WANG: That was Esaw Snipes at the National Action Networks Convention, venting about the lack of an indictment after her husband's death at the hands of police.
DANIEL SANCHEZ: Well, it absolutely is disheartening, however, if that incident hadn't been filmed, we might not even know who Eric Garner is.
WANG: Daniel Sanchez is a community organizer with the Justice Committee. His group trains people on how to record potential police abuse in New York City.
SANCHEZ: I think witnessing police violence is extremely traumatic for a lot of individuals when they're witnessing it. I think sometimes they get caught off guard with it.
WANG: Sanchez says that's why he reminds trainees to jot down the date, time and location of the incident they're taping to get both the police officer and the potential victim in the frame. And if they're told to stop recording, to calmly state their constitutionally protected rights to film police on duty.
CHUCK CANTERBURY: Well, it's a thing that needs to be done cautiously. We understand that there are First Amendment rights.
WANG: Chuck Canterbury retired as a police officer more than a decade ago. He now serves as the national president of the Fraternal Order of Police.
CANTERBURY: And I don't think anybody is upset about citizens videoing. They just have to make sure that they don't interfere with the police action that's taking place.
WANG: Not everyone agrees on what counts as interference. Right now, lawmakers in five states are considering bills that might help clear up this gray area at a time when Daniel Sanchez says filming the police is an increasingly relevant issue.

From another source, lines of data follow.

use chrono::Utc;
use tracing::{debug, info, warn};

use crate::assemble::assemble_verses;
use crate::config::Config;
use crate::content::{ContentSource, ContentSourceFactory};
use crate::error::Result;
use crate::synthesis::{synthesize_batch, Synthesizer, SynthesizerFactory};
use crate::types::{AssembledVerse, SynthesisResult, Verse, GENERATION_FAILED, SYNTHESIS_UNAVAILABLE};
use crate::view::{ChapterListView, ChapterView};

/// Fetch → assemble → synthesize → merge, one chapter per call
pub struct Workflow {
    config: Config,
    content: Box<dyn ContentSource>,
    synthesizer: Box<dyn Synthesizer>,
}

impl Workflow {
    pub fn new(config: Config) -> Result<Self> {
        config.validate()?;
        let content = ContentSourceFactory::create_source(config.content.clone())?;
        let synthesizer = SynthesizerFactory::create_synthesizer(config.synthesis.clone())?;

        Ok(Self::with_parts(config, content, synthesizer))
    }

    pub fn with_parts(
        config: Config,
        content: Box<dyn ContentSource>,
        synthesizer: Box<dyn Synthesizer>,
    ) -> Self {
        Self {
            config,
            content,
            synthesizer,
        }
    }

    pub fn config(&self) -> &Config {
        &self.config
    }

    pub fn synthesizer(&self) -> &dyn Synthesizer {
        self.synthesizer.as_ref()
    }

    /// Chapter listing for the index page
    pub async fn chapter_list(&self) -> ChapterListView {
        match self.content.list_chapters().await {
            Ok(chapters) => ChapterListView::loaded(chapters),
            Err(e) => {
                warn!("Failed to list chapters: {}", e);
                ChapterListView::failed(format!("Network error while fetching the chapter list: {}", e))
            }
        }
    }

    /// Full chapter view; synthesis failures never abort it
    pub async fn chapter(&self, chapter_number: u32) -> ChapterView {
        info!("Building chapter {}", chapter_number);
        let model = &self.config.synthesis.model;

        let bundle = match self.content
            .fetch_chapter_verses(chapter_number, &self.config.content.translation_ids)
            .await
        {
            Ok(bundle) => bundle,
            Err(e) => {
                warn!("Failed to fetch chapter {}: {}", chapter_number, e);
                return ChapterView::failed(format!("An error occurred while fetching data: {}", e), model);
            }
        };

        let (verses, items) = assemble_verses(
            bundle.chapter.id,
            &bundle.verses,
            &self.config.content.translation_ids,
        );
        info!("Assembled {} verses of {}", verses.len(), bundle.chapter.name_simple);

        let outcome = if items.is_empty() {
            Ok(SynthesisResult::new())
        } else {
            synthesize_batch(
                self.synthesizer.as_ref(),
                &items,
                &self.config.synthesis.target_language,
            )
            .await
        };

        let synthesis_error = match &outcome {
            Ok(_) => None,
            Err(e) => {
                warn!("Hybrid translation unavailable for chapter {}: {}", chapter_number, e);
                Some(e.to_string())
            }
        };

        ChapterView {
            chapter: Some(bundle.chapter),
            verses: merge_synthesis(verses, outcome.ok().as_ref()),
            error: None,
            synthesis_error,
            model: model.clone(),
            generated_at: Utc::now(),
        }
    }
}

/// Attach hybrid text to each verse.
///
/// `None` means the whole batch failed and every verse gets
/// [`SYNTHESIS_UNAVAILABLE`]; otherwise verses the reply skipped get
/// [`GENERATION_FAILED`]. Reply entries for other verse numbers are ignored.
pub fn merge_synthesis(verses: Vec<Verse>, result: Option<&SynthesisResult>) -> Vec<AssembledVerse> {
    if let Some(result) = result {
        let extra: Vec<u32> = result
            .keys()
            .copied()
            .filter(|n| !verses.iter().any(|v| v.verse_number == *n))
            .collect();
        if !extra.is_empty() {
            debug!("Ignoring hybrid translations for verses outside the batch: {:?}", extra);
        }
    }

    verses
        .into_iter()
        .map(|verse| {
            let hybrid = match result {
                Some(result) => result
                    .get(&verse.verse_number)
                    .cloned()
                    .unwrap_or_else(|| GENERATION_FAILED.to_string()),
                None => SYNTHESIS_UNAVAILABLE.to_string(),
            };

            AssembledVerse {
                verse_number: verse.verse_number,
                arabic_text: verse.arabic_text,
                translations: verse.translations,
                hybrid,
            }
        })
        .collect()
}

#[cfg(test)]
mod tests {
    use super::*;
    use crate::content::{ApiTranslation, ApiVerse, ChapterBundle, MockContentSource};
    use crate::error::HybridError;
    use crate::synthesis::MockSynthesizer;
    use crate::types::{Chapter, TRANSLATION_UNAVAILABLE};

    fn chapter(id: u32, verses_count: u32) -> Chapter {
        serde_json::from_value(serde_json::json!({
            "id": id,
            "name_simple": "Al-Ikhlas",
            "verses_count": verses_count,
        }))
        .unwrap()
    }

    fn api_verse(number: u32) -> ApiVerse {
        ApiVerse {
            verse_number: number,
            arabic_text: format!("ayah {}", number),
            translations: vec![ApiTranslation { resource_id: 52, text: format!("t{}", number) }],
        }
    }

    fn bundle(numbers: &[u32]) -> ChapterBundle {
        ChapterBundle {
            chapter: chapter(112, numbers.len() as u32),
            verses: numbers.iter().copied().map(api_verse).collect(),
        }
    }

    fn content_returning(numbers: &'static [u32]) -> MockContentSource {
        let mut content = MockContentSource::new();
        content.expect_fetch_chapter_verses()
            .returning(move |_, _| Ok(bundle(numbers)));
        content
    }

    fn config() -> Config {
        let mut config = Config::default();
        config.content.translation_ids = vec![52, 112];
        config
    }

    #[tokio::test]
    async fn test_chapter_with_full_synthesis() {
        let mut synth = MockSynthesizer::new();
        synth.expect_generate().times(1).returning(|_| {
            Ok(r#"[{"verse_number":1,"hybrid_translation":"h1"},{"verse_number":2,"hybrid_translation":"h2"}]"#.to_string())
        });

        let workflow = Workflow::with_parts(config(), Box::new(content_returning(&[2, 1])), Box::new(synth));
        let view = workflow.chapter(112).await;

        assert!(view.is_ok());
        assert!(view.synthesis_error.is_none());
        assert_eq!(view.chapter.as_ref().map(|c| c.id), Some(112));
        let hybrids: Vec<&str> = view.verses.iter().map(|v| v.hybrid.as_str()).collect();
        assert_eq!(hybrids, vec!["h1", "h2"]);
        assert_eq!(view.verses[0].translations, vec!["t1", TRANSLATION_UNAVAILABLE]);
    }

    #[tokio::test]
    async fn test_partial_reply_marks_only_missing_verse() {
        let mut synth = MockSynthesizer::new();
        synth.expect_generate().returning(|_| {
            Ok(r#"Here: [{"verse_number":1,"hybrid_translation":"h1"},{"verse_number":2,"hybrid_translation":"h2"}]"#.to_string())
        });

        let workflow = Workflow::with_parts(config(), Box::new(content_returning(&[1, 2, 3])), Box::new(synth));
        let view = workflow.chapter(112).await;

        let hybrids: Vec<&str> = view.verses.iter().map(|v| v.hybrid.as_str()).collect();
        assert_eq!(hybrids, vec!["h1", "h2", GENERATION_FAILED]);
        assert!(view.synthesis_error.is_none());
    }

    #[tokio::test]
    async fn test_unreachable_model_keeps_fetched_content() {
        let mut synth = MockSynthesizer::new();
        synth.expect_generate().returning(|_| {
            Err(HybridError::ProcessUnavailable {
                binary: "ollama".to_string(),
                reason: "No such file or directory".to_string(),
            })
        });

        let workflow = Workflow::with_parts(config(), Box::new(content_returning(&[1, 2, 3, 4])), Box::new(synth));
        let view = workflow.chapter(112).await;

        assert!(view.is_ok());
        assert_eq!(view.verses.len(), 4);
        assert!(view.verses.iter().all(|v| v.hybrid == SYNTHESIS_UNAVAILABLE));
        assert!(view.verses.iter().all(|v| !v.arabic_text.is_empty() && v.translations.len() == 2));
        assert!(view.synthesis_error.as_deref().unwrap_or_default().contains("ollama"));
    }

    #[tokio::test]
    async fn test_unparseable_reply_uses_batch_placeholder() {
        let mut synth = MockSynthesizer::new();
        synth.expect_generate().returning(|_| Ok("I am unable to do that.".to_string()));

        let workflow = Workflow::with_parts(config(), Box::new(content_returning(&[1])), Box::new(synth));
        let view = workflow.chapter(112).await;

        assert_eq!(view.verses[0].hybrid, SYNTHESIS_UNAVAILABLE);
        assert!(view.synthesis_error.is_some());
    }

    #[tokio::test]
    async fn test_fetch_failure_sets_error_and_skips_synthesis() {
        let mut content = MockContentSource::new();
        content.expect_fetch_chapter_verses()
            .returning(|n, _| Err(HybridError::InvalidChapter(n)));
        let mut synth = MockSynthesizer::new();
        synth.expect_generate().times(0);

        let workflow = Workflow::with_parts(config(), Box::new(content), Box::new(synth));
        let view = workflow.chapter(200).await;

        assert!(!view.is_ok());
        assert!(view.chapter.is_none());
        assert!(view.verses.is_empty());
        assert!(view.error.unwrap().contains("200"));
    }

    #[tokio::test]
    async fn test_empty_chapter_skips_model_call() {
        let mut synth = MockSynthesizer::new();
        synth.expect_generate().times(0);

        let workflow = Workflow::with_parts(config(), Box::new(content_returning(&[])), Box::new(synth));
        let view = workflow.chapter(112).await;

        assert!(view.is_ok());
        assert!(view.verses.is_empty());
    }

    #[tokio::test]
    async fn test_configured_ids_are_requested() {
        let mut content = MockContentSource::new();
        content.expect_fetch_chapter_verses()
            .withf(|n: &u32, ids: &[u32]| *n == 112 && ids == [52, 112])
            .times(1)
            .returning(|_, _| Ok(bundle(&[1])));
        let mut synth = MockSynthesizer::new();
        synth.expect_generate()
            .returning(|_| Ok(r#"[{"verse_number":1,"hybrid_translation":"h"}]"#.to_string()));

        let workflow = Workflow::with_parts(config(), Box::new(content), Box::new(synth));
        assert!(workflow.chapter(112).await.is_ok());
    }

    #[tokio::test]
    async fn test_chapter_list_error_view() {
        let mut content = MockContentSource::new();
        content.expect_list_chapters().returning(|| {
            Err(HybridError::HttpStatus {
                url: "https://api.quran.com/api/v4/chapters".to_string(),
                status: 500,
                body: String::new(),
            })
        });

        let workflow = Workflow::with_parts(config(), Box::new(content), Box::new(MockSynthesizer::new()));
        let view = workflow.chapter_list().await;

        assert!(view.chapters.is_empty());
        assert!(!view.error.unwrap_or_default().is_empty());
    }

    #[tokio::test]
    async fn test_chapter_list_success_view() {
        let mut content = MockContentSource::new();
        content.expect_list_chapters().returning(|| Ok(vec![chapter(1, 7), chapter(2, 286)]));

        let workflow = Workflow::with_parts(config(), Box::new(content), Box::new(MockSynthesizer::new()));
        let view = workflow.chapter_list().await;

        assert!(view.error.is_none());
        assert_eq!(view.chapters.len(), 2);
    }

    #[test]
    fn test_merge_ignores_out_of_range_entries() {
        let verses = vec![Verse {
            chapter_number: 112,
            verse_number: 1,
            arabic_text: "a".to_string(),
            translations: vec!["t".to_string()],
        }];
        let mut result = SynthesisResult::new();
        result.insert(1, "h1".to_string());
        result.insert(99, "stray".to_string());

        let merged = merge_synthesis(verses, Some(&result));
        assert_eq!(merged.len(), 1);
        assert_eq!(merged[0].hybrid, "h1");
    }

    #[test]
    fn test_merge_without_result_uses_unavailable_placeholder() {
        let verses = (1..=3)
            .map(|n| Verse {
                chapter_number: 1,
                verse_number: n,
                arabic_text: String::new(),
                translations: Vec::new(),
            })
            .collect();

        let merged = merge_synthesis(verses, None);
        assert_eq!(merged.len(), 3);
        assert!(merged.iter().all(|v| v.hybrid == SYNTHESIS_UNAVAILABLE));
    }
}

SANCHEZ: I hear some people say, oh, like, things are getting crazy now. Like, the police are out of control. You know, the interesting thing is that police violence and on the scale that we're seeing it is absolutely nothing new.
WANG: What's new, Sanchez says, is the number of regular, everyday people with video cameras right in their bags or pockets ready to record. Hansi Lo Wang, NPR News, New York.